- Starring: Aaron McCargo, Jr.
- Country of origin: United States
- No. of seasons: 6
- No. of episodes: 77

Production
- Running time: 105 mins

Original release
- Network: Food Network

= Big Daddy's House =

Big Daddy's House is a cooking show on the specialty channel Food Network. The show stars Aaron McCargo, Jr., the winner of the fourth season of the network's reality television series, The Next Food Network Star. The six-episode first season was McCargo's grand prize for winning the reality show. The first episode aired on Sunday, August 3, 2008, at 1:30 p.m., just one week after the last episode of The Next Food Network Star.

McCargo left his job as the executive catering chef of Thomas Jefferson University Hospital in Philadelphia to work on Big Daddy's House.
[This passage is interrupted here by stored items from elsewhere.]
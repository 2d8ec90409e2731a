use rstest::rstest;
use setpoint_config::load_toml;

const FULL: &str = r#"
[pressure]
initial = 0.5
min = 0.5
max = 1.5
trim = -0.02
respond = 0.06
max_step = 0.15
ignore_count = 2
high_threshold = 0.85

[pressure.schedule]
interval_ms = 2000
initial_delay_ms = 5000

[pressure.synthetic]
devices = 40
low = 0.3
high = 0.95

[temperature]
initial = 60.0
min = 55.0
max = 65.0
trim = 0.2
respond = -0.3
max_step = 1.0
ignore_count = 2
high_threshold = 75.0

[temperature.reset]
max_at_high_condition = 60.0
condition_low = 60.0
condition_high = 70.0

[temperature.synthetic]
devices = 40
low = 65.0
high = 80.0
condition_low = 55.0
condition_high = 75.0

[optimal_start]
forgetting_factor = 0.1
early_start_limit_min = 180.0
late_start_limit_min = 10.0
occupied_setpoint = 70.0
max_history = 10

[logging]
level = "debug"
rotation = "daily"
"#;

#[test]
fn accepts_full_reference_config() {
    let cfg = load_toml(FULL).expect("parse TOML");
    cfg.validate().expect("valid config should pass");
    assert_eq!(cfg.optimal_start.max_history, Some(10));
    assert_eq!(cfg.temperature.synthetic.condition, Some((55.0, 75.0)));
}

#[rstest]
#[case("[pressure]\nmin = 2.0\n", "pressure.min must be <= pressure.max")]
#[case("[pressure]\nignore_count = -1\n", "pressure.ignore_count must be >= 0")]
#[case("[pressure]\ninitial = 0.1\n", "pressure.initial must be within")]
#[case("[pressure]\nmax_step = -0.1\n", "pressure.max_step must be >= 0")]
#[case(
    "[temperature.reset]\ncondition_low = 70.0\ncondition_high = 70.0\n",
    "temperature.reset.condition_high must be > temperature.reset.condition_low"
)]
#[case(
    "[temperature.reset]\nmax_at_high_condition = 50.0\n",
    "temperature.reset.max_at_high_condition must be >= temperature.min"
)]
#[case("[pressure.schedule]\ninterval_ms = 0\n", "pressure.schedule.interval_ms must be >= 1")]
#[case("[pressure.synthetic]\ndevices = 0\n", "pressure.synthetic.devices must be >= 1")]
#[case(
    "[pressure.synthetic]\nlow = -1e308\nhigh = 1e308\n",
    "pressure.synthetic.high - pressure.synthetic.low must be finite"
)]
#[case(
    "[temperature.synthetic]\ncondition_low = -1e308\ncondition_high = 1e308\n",
    "temperature.synthetic.condition_high - temperature.synthetic.condition_low must be finite"
)]
#[case("[optimal_start]\nforgetting_factor = 0.0\n", "forgetting_factor must be in (0.0, 1.0]")]
#[case("[optimal_start]\nforgetting_factor = 1.5\n", "forgetting_factor must be in (0.0, 1.0]")]
#[case(
    "[optimal_start]\nlate_start_limit_min = 200.0\n",
    "late_start_limit_min must be <= optimal_start.early_start_limit_min"
)]
#[case("[optimal_start]\nmax_history = 0\n", "max_history must be >= 1")]
#[case("[logging]\nrotation = \"weekly\"\n", "logging.rotation must be one of")]
fn rejects_invalid_values(#[case] toml: &str, #[case] needle: &str) {
    let cfg = load_toml(toml).expect("parse TOML");
    let err = cfg.validate().expect_err("should be rejected");
    assert!(
        err.to_string().contains(needle),
        "expected `{needle}` in `{err}`"
    );
}

#[test]
fn forgetting_factor_of_one_is_allowed() {
    let cfg = load_toml("[optimal_start]\nforgetting_factor = 1.0\n").expect("parse TOML");
    cfg.validate().expect("upper bound is inclusive");
}

#[test]
fn nan_is_rejected_by_validation() {
    let cfg = load_toml("[pressure]\nhigh_threshold = nan\n").expect("TOML allows nan");
    let err = cfg.validate().expect_err("nan threshold");
    assert!(err.to_string().contains("pressure.high_threshold must be finite"));
}

#[test]
fn shipped_config_matches_builtin_defaults() {
    let cfg = load_toml(include_str!("../../etc/setpoint.toml")).expect("etc/setpoint.toml parses");
    cfg.validate().expect("etc/setpoint.toml validates");
    assert_eq!(cfg.pressure, setpoint_config::LoopCfg::pressure());
    assert_eq!(cfg.temperature, setpoint_config::LoopCfg::temperature());
    assert_eq!(cfg.optimal_start, setpoint_config::OptimalStartCfg::default());
    assert_eq!(cfg.logging.level.as_deref(), Some("info"));
}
The show aimed to show cooks, even those with little culinary experience, that making and preparing quality food can be easy, flavorful and enjoyable. When asked to describe the goal of his show, McCargo said, "Fun...bottom line. This is about having fun with your children, your spouse, your neighbors." McCargo, who adopts a friendly, casual demeanor on the screen, said he sought to make viewers feel confident about their kitchen skills. The Food Network billed Big Daddy's House as featuring "simple, fun and mouth-watering recipes that illustrate Aaron's love for big, bold flavors". CBS News said of McCargo, "Aaron not only brings his passion for down-to-earth cooking to the kitchen, he brings a warm and inviting personality."
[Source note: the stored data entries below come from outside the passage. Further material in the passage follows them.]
pub mod report;
pub mod swap;
pub mod ton_tx;
pub mod units;

pub use report::{failure_json, IngestionError, IngestionReport, TxOutcome};
pub use swap::{RawSwapRecord, Side, SwapRecord};
pub use ton_tx::{AccountRef, Malformed, Message, MessageOp, RawTransaction};
pub use units::{from_minor_units, AmountError, TON_DECIMALS, XAUH_DECIMALS};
The first season ended in early September. Big Daddy's House ranked as the number one "in the kitchen"-style weekend show on the Food Network during its initial six-episode run. An average of 25 percent of the show's viewership were African Americans, which satisfied a hope by the Food Network to raise the overall diversity of the network's viewers. Big Daddy's House was renewed for a second season, which premiered on January 4, 2009. The third season began on July 12, 2009.